Well, you have an investment strategy that will earn a certain amount. How long do you have to use this strategy to double your money? You can either use software like TValue or a scientific calculator to come up with the exact amount of years, or you can use ‘The Rule of 72!’

 

So now you ask, what is ‘The Rule of 72?’ (Glad that you asked.) It is an easy and approximate calculator someone can quickly use to either figure out how long it will take to double your money earning a fixed percentage annually or how much you have to earn to double your money in a certain time (?????)

 

Okay, you have $100,000 that you figure you can get a nine percent return on.

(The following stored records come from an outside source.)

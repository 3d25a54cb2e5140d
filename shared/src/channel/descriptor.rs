use std::collections::HashMap;

use serde::{Deserialize, Serialize};

use crate::{
    channel::error::ChannelError,
    mediation::mediator::{ChannelParam, ParamType},
    types::{InstanceId, Side},
};

#[derive(Clone, Copy, Debug, PartialEq, Eq, Hash, Serialize, Deserialize)]
pub enum ChannelType {
    /// Sender participants publish, receiver participants consume
    Link,
    /// Reversed link: receiver participants publish back to the senders
    Backlink,
    /// Link whose consumers take the value as a property
    PropLink,
}

impl ChannelType {
    /// Which declared side publishes on a channel of this type
    pub fn publishing_side(self) -> Side {
        match self {
            ChannelType::Link | ChannelType::PropLink => Side::Publisher,
            ChannelType::Backlink => Side::Consumer,
        }
    }
}

/// One component's endpoint on a channel, as declared by the composition
#[derive(Clone, Debug, Default, PartialEq, Eq, Serialize, Deserialize)]
#[serde(rename_all = "camelCase")]
pub struct Participant {
    pub instance_id: InstanceId,
    /// Event published by this participant
    #[serde(default)]
    pub event_name: Option<String>,
    /// Operation invoked on this participant
    #[serde(default)]
    pub operation: Option<String>,
    /// Property set on this participant (PropLink consumers)
    #[serde(default)]
    pub property: Option<String>,
    /// Declared parameter order of the event or operation
    #[serde(default)]
    pub params: Vec<String>,
    /// Target parameter → transform expression
    #[serde(default)]
    pub transforms: HashMap<String, String>,
}

impl Participant {
    pub fn publisher(instance_id: &str, event_name: &str, params: &[&str]) -> Self {
        Self {
            instance_id: instance_id.to_string(),
            event_name: Some(event_name.to_string()),
            params: params.iter().map(|p| p.to_string()).collect(),
            ..Default::default()
        }
    }

    pub fn consumer(instance_id: &str, operation: &str, params: &[&str]) -> Self {
        Self {
            instance_id: instance_id.to_string(),
            operation: Some(operation.to_string()),
            params: params.iter().map(|p| p.to_string()).collect(),
            ..Default::default()
        }
    }

    pub fn property_consumer(instance_id: &str, operation: &str, property: &str) -> Self {
        Self {
            instance_id: instance_id.to_string(),
            operation: Some(operation.to_string()),
            property: Some(property.to_string()),
            ..Default::default()
        }
    }

    pub fn with_transform(mut self, target: &str, expression: &str) -> Self {
        self.transforms
            .insert(target.to_string(), expression.to_string());
        self
    }

    /// Name under which this participant publishes. Participants that only
    /// declare an operation publish under that name.
    pub fn published_event(&self) -> Option<&str> {
        self.event_name.as_deref().or(self.operation.as_deref())
    }

    /// Operation invoked when this participant consumes
    pub fn consumed_operation(&self) -> Option<&str> {
        self.operation.as_deref().or(self.event_name.as_deref())
    }
}

/// A channel as declared by the composition model. Every field is optional
/// here so a missing one surfaces as a `MalformedDescriptor` error from
/// [`ChannelDescriptor::validate`] rather than a parse error.
#[derive(Clone, Debug, Default, PartialEq, Serialize, Deserialize)]
#[serde(rename_all = "camelCase")]
pub struct ChannelDescriptor {
    #[serde(default)]
    pub name: Option<String>,
    #[serde(rename = "type", default)]
    pub kind: Option<ChannelType>,
    #[serde(default)]
    pub sender_role: Option<String>,
    #[serde(default)]
    pub receiver_role: Option<String>,
    #[serde(default)]
    pub sender: Vec<Participant>,
    #[serde(default)]
    pub receiver: Vec<Participant>,
    #[serde(default)]
    pub params: Vec<ChannelParam>,
    #[serde(default)]
    pub threshold: Option<usize>,
}

impl ChannelDescriptor {
    pub fn new(name: &str, kind: ChannelType, sender_role: &str, receiver_role: &str) -> Self {
        Self {
            name: Some(name.to_string()),
            kind: Some(kind),
            sender_role: Some(sender_role.to_string()),
            receiver_role: Some(receiver_role.to_string()),
            ..Default::default()
        }
    }

    pub fn link(name: &str) -> Self {
        Self::new(name, ChannelType::Link, "sender", "receiver")
    }

    pub fn sender(mut self, participant: Participant) -> Self {
        self.sender.push(participant);
        self
    }

    pub fn receiver(mut self, participant: Participant) -> Self {
        self.receiver.push(participant);
        self
    }

    pub fn param(mut self, name: &str, kind: ParamType) -> Self {
        self.params.push(ChannelParam {
            name: name.to_string(),
            kind,
        });
        self
    }

    pub fn threshold(mut self, threshold: usize) -> Self {
        self.threshold = Some(threshold);
        self
    }

    pub fn from_json(json: &str) -> Result<Self, ChannelError> {
        serde_json::from_str(json).map_err(|error| ChannelError::UnparsableDescriptor {
            reason: error.to_string(),
        })
    }

    pub fn display_name(&self) -> String {
        self.name.clone().unwrap_or_default()
    }

    pub fn validate(&self) -> Result<(), ChannelError> {
        let malformed = |reason: &'static str| ChannelError::MalformedDescriptor {
            channel: self.display_name(),
            reason,
        };

        if self.name.as_deref().map_or(true, |name| name.trim().is_empty()) {
            return Err(malformed("missing name"));
        }
        let Some(kind) = self.kind else {
            return Err(malformed("missing type"));
        };
        if self.sender_role.as_deref().map_or(true, str::is_empty) {
            return Err(malformed("missing sender role"));
        }
        if self.receiver_role.as_deref().map_or(true, str::is_empty) {
            return Err(malformed("missing receiver role"));
        }
        if self.sender.is_empty() {
            return Err(malformed("no sender participants"));
        }
        if self.receiver.is_empty() {
            return Err(malformed("no receiver participants"));
        }
        if self
            .sender
            .iter()
            .chain(self.receiver.iter())
            .any(|participant| participant.instance_id.is_empty())
        {
            return Err(malformed("participant without instance id"));
        }

        let (publishers, consumers) = self.sides(kind);
        if publishers.iter().any(|p| p.published_event().is_none()) {
            return Err(malformed("publishing participant without event name"));
        }
        if consumers.iter().any(|p| p.consumed_operation().is_none()) {
            return Err(malformed("consuming participant without operation"));
        }
        if kind == ChannelType::PropLink && consumers.iter().any(|p| p.property.is_none()) {
            return Err(malformed("property link consumer without property"));
        }
        Ok(())
    }

    /// (publishers, consumers) for a channel of `kind`
    pub fn sides(&self, kind: ChannelType) -> (&[Participant], &[Participant]) {
        match kind.publishing_side() {
            Side::Publisher => (&self.sender, &self.receiver),
            Side::Consumer => (&self.receiver, &self.sender),
        }
    }
}
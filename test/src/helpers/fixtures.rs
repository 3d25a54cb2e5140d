use nomad_shared::{
    ChannelDescriptor, ComponentDescriptor, Device, Participant, PlatformDescriptor,
    ServiceEndpoint,
};

/// A device offering the `weather` service
pub fn device(session_id: &str) -> Device {
    let mut device = Device::new(
        session_id,
        PlatformDescriptor::new("nomad", "0.1"),
        PlatformDescriptor::new("linux", "6.1"),
    );
    device.add_service(
        "weather",
        ServiceEndpoint {
            url: "https://weather.example/api".to_string(),
            protocol: "http".to_string(),
        },
    );
    device
}

/// A recording component that snapshots its `seen` counter
pub fn recorder(instance_id: &str) -> ComponentDescriptor {
    ComponentDescriptor::new(instance_id, "recorder").with_properties(&["seen"])
}

/// `A.onSelect(id)` → `B.show(target)`
pub fn ch1() -> ChannelDescriptor {
    ChannelDescriptor::link("ch1")
        .sender(Participant::publisher("A", "onSelect", &["id"]))
        .receiver(Participant::consumer("B", "show", &["target"]))
}
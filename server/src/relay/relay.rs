use std::collections::{HashMap, VecDeque};

use log::{debug, info, warn};
use serde_json::json;

use nomad_shared::{Device, DeviceError, Envelope, Millis, Payload, ServiceCall, SessionId};

use crate::{
    error::RelayError,
    relay::{relay_config::RelayConfig, service::ServiceGateway},
};

/// Routes envelopes between connected devices.
///
/// Every connected session has a FIFO queue the device drains with
/// [`Relay::drain`]. Envelopes addressed to one session land in its queue;
/// broadcasts land in every queue but the sender's. Service calls never
/// reach a queue: the relay answers them through the gateway registered
/// for the service and queues the response for the calling session.
pub struct Relay {
    config: RelayConfig,
    devices: HashMap<SessionId, Device>,
    queues: HashMap<SessionId, VecDeque<Envelope>>,
    services: HashMap<String, Box<dyn ServiceGateway>>,
}

impl Relay {
    pub fn new(config: RelayConfig) -> Self {
        Self {
            config,
            devices: HashMap::new(),
            queues: HashMap::new(),
            services: HashMap::new(),
        }
    }

    // Sessions

    pub fn connect(&mut self, device: Device) -> Result<(), RelayError> {
        device.validate()?;
        if self.devices.contains_key(&device.session_id) {
            return Err(DeviceError::DeviceAlreadyRegistered {
                session_id: device.session_id,
            }
            .into());
        }
        info!("Session {} connected", device.session_id);
        self.queues
            .insert(device.session_id.clone(), VecDeque::new());
        self.devices.insert(device.session_id.clone(), device);
        Ok(())
    }

    /// Disconnects a session and returns what it never drained
    pub fn disconnect(&mut self, session_id: &str) -> Result<Vec<Envelope>, RelayError> {
        self.devices
            .remove(session_id)
            .ok_or_else(|| RelayError::NotConnected {
                session_id: session_id.to_string(),
            })?;
        info!("Session {} disconnected", session_id);
        Ok(self
            .queues
            .remove(session_id)
            .map(Vec::from)
            .unwrap_or_default())
    }

    pub fn is_connected(&self, session_id: &str) -> bool {
        self.devices.contains_key(session_id)
    }

    pub fn device(&self, session_id: &str) -> Option<&Device> {
        self.devices.get(session_id)
    }

    pub fn sessions(&self) -> Vec<SessionId> {
        let mut sessions: Vec<SessionId> = self.devices.keys().cloned().collect();
        sessions.sort();
        sessions
    }

    // Services

    pub fn add_service<G: ServiceGateway + 'static>(&mut self, name: &str, gateway: G) {
        self.services.insert(name.to_string(), Box::new(gateway));
    }

    pub fn has_service(&self, name: &str) -> bool {
        self.services.contains_key(name)
    }

    // Routing

    /// Queues an envelope for its addressee, or for every other session when
    /// it has none
    pub fn route(&mut self, envelope: Envelope) -> Result<(), RelayError> {
        envelope.validate()?;
        if !self.is_connected(&envelope.source) {
            return Err(RelayError::NotConnected {
                session_id: envelope.source,
            });
        }

        if let Payload::ServiceCall(call) = &envelope.payload {
            let response = self.answer(&envelope.source, call.clone(), envelope.timestamp);
            return self.enqueue(response);
        }

        match envelope.target.clone() {
            Some(_) => self.enqueue(envelope),
            None => self.broadcast(envelope),
        }
    }

    /// Routes every envelope, stopping at none. Returns the failures.
    pub fn route_all(&mut self, envelopes: Vec<Envelope>) -> Vec<RelayError> {
        envelopes
            .into_iter()
            .filter_map(|envelope| self.route(envelope).err())
            .inspect(|error| warn!("Routing failed: {}", error))
            .collect()
    }

    pub fn drain(&mut self, session_id: &str) -> Vec<Envelope> {
        self.queues
            .get_mut(session_id)
            .map(|queue| queue.drain(..).collect())
            .unwrap_or_default()
    }

    pub fn queued(&self, session_id: &str) -> usize {
        self.queues.get(session_id).map_or(0, VecDeque::len)
    }

    /// True while any session has envelopes waiting
    pub fn has_pending(&self) -> bool {
        self.queues.values().any(|queue| !queue.is_empty())
    }

    fn answer(&mut self, caller: &str, call: ServiceCall, timestamp: Millis) -> Envelope {
        let (payload, failed) = match self.services.get_mut(&call.service) {
            Some(gateway) => match gateway.call(&call.operation, &call.args) {
                Ok(payload) => (payload, false),
                Err(payload) => (payload, true),
            },
            None => {
                warn!("No gateway for service {}", call.service);
                (json!({ "error": format!("unknown service {}", call.service) }), true)
            }
        };
        debug!(
            "{}.{} for {} answered (failed: {})",
            call.service, call.operation, call.instance_id, failed
        );
        Envelope::service_response(
            caller,
            caller,
            call.correlation_id,
            &call.instance_id,
            payload,
            failed,
            timestamp,
        )
    }

    fn enqueue(&mut self, envelope: Envelope) -> Result<(), RelayError> {
        let session_id = envelope.target.clone().unwrap_or_default();
        let capacity = self.config.max_queued_per_session;
        let queue = self
            .queues
            .get_mut(&session_id)
            .ok_or_else(|| RelayError::NotConnected {
                session_id: session_id.clone(),
            })?;
        if queue.len() >= capacity {
            return Err(RelayError::QueueFull {
                session_id,
                capacity,
            });
        }
        queue.push_back(envelope);
        Ok(())
    }

    /// Queues a copy for every session but the sender, or for none when any
    /// of them is full
    fn broadcast(&mut self, envelope: Envelope) -> Result<(), RelayError> {
        let capacity = self.config.max_queued_per_session;
        let mut recipients: Vec<SessionId> = self
            .queues
            .keys()
            .filter(|session_id| **session_id != envelope.source)
            .cloned()
            .collect();
        recipients.sort();

        if let Some(full) = recipients
            .iter()
            .find(|session_id| self.queued(session_id) >= capacity)
        {
            return Err(RelayError::QueueFull {
                session_id: full.clone(),
                capacity,
            });
        }
        for session_id in recipients {
            let copy = envelope.clone().readdressed(&session_id);
            if let Some(queue) = self.queues.get_mut(&session_id) {
                queue.push_back(copy);
            }
        }
        Ok(())
    }
}

impl Default for Relay {
    fn default() -> Self {
        Self::new(RelayConfig::default())
    }
}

Divide 72 by 9 and you get 8. It will take you eight years earning 9% to double your money. It is easy to use because 72 has a lot of whole number divisors (36, 18, 12, 9, 8, 6, 4, 2) so as a quick way to mentally come up with a time frame to double, it works very well. It is not exact (using a scientific calculator or software you would come up with 8.04 years earning 9 percent), but for a quick calculation it works well. It can also be used for other factors, like inflation. If inflation is 3.6%, how long would it take for inflation to half the value of the country’s currency. The answer is about 20 years (72/3.6). 

 

Well, now you have some tools to quickly give you pointers on investing and inflation. Class dismissed, and don’t say I never taught you anything!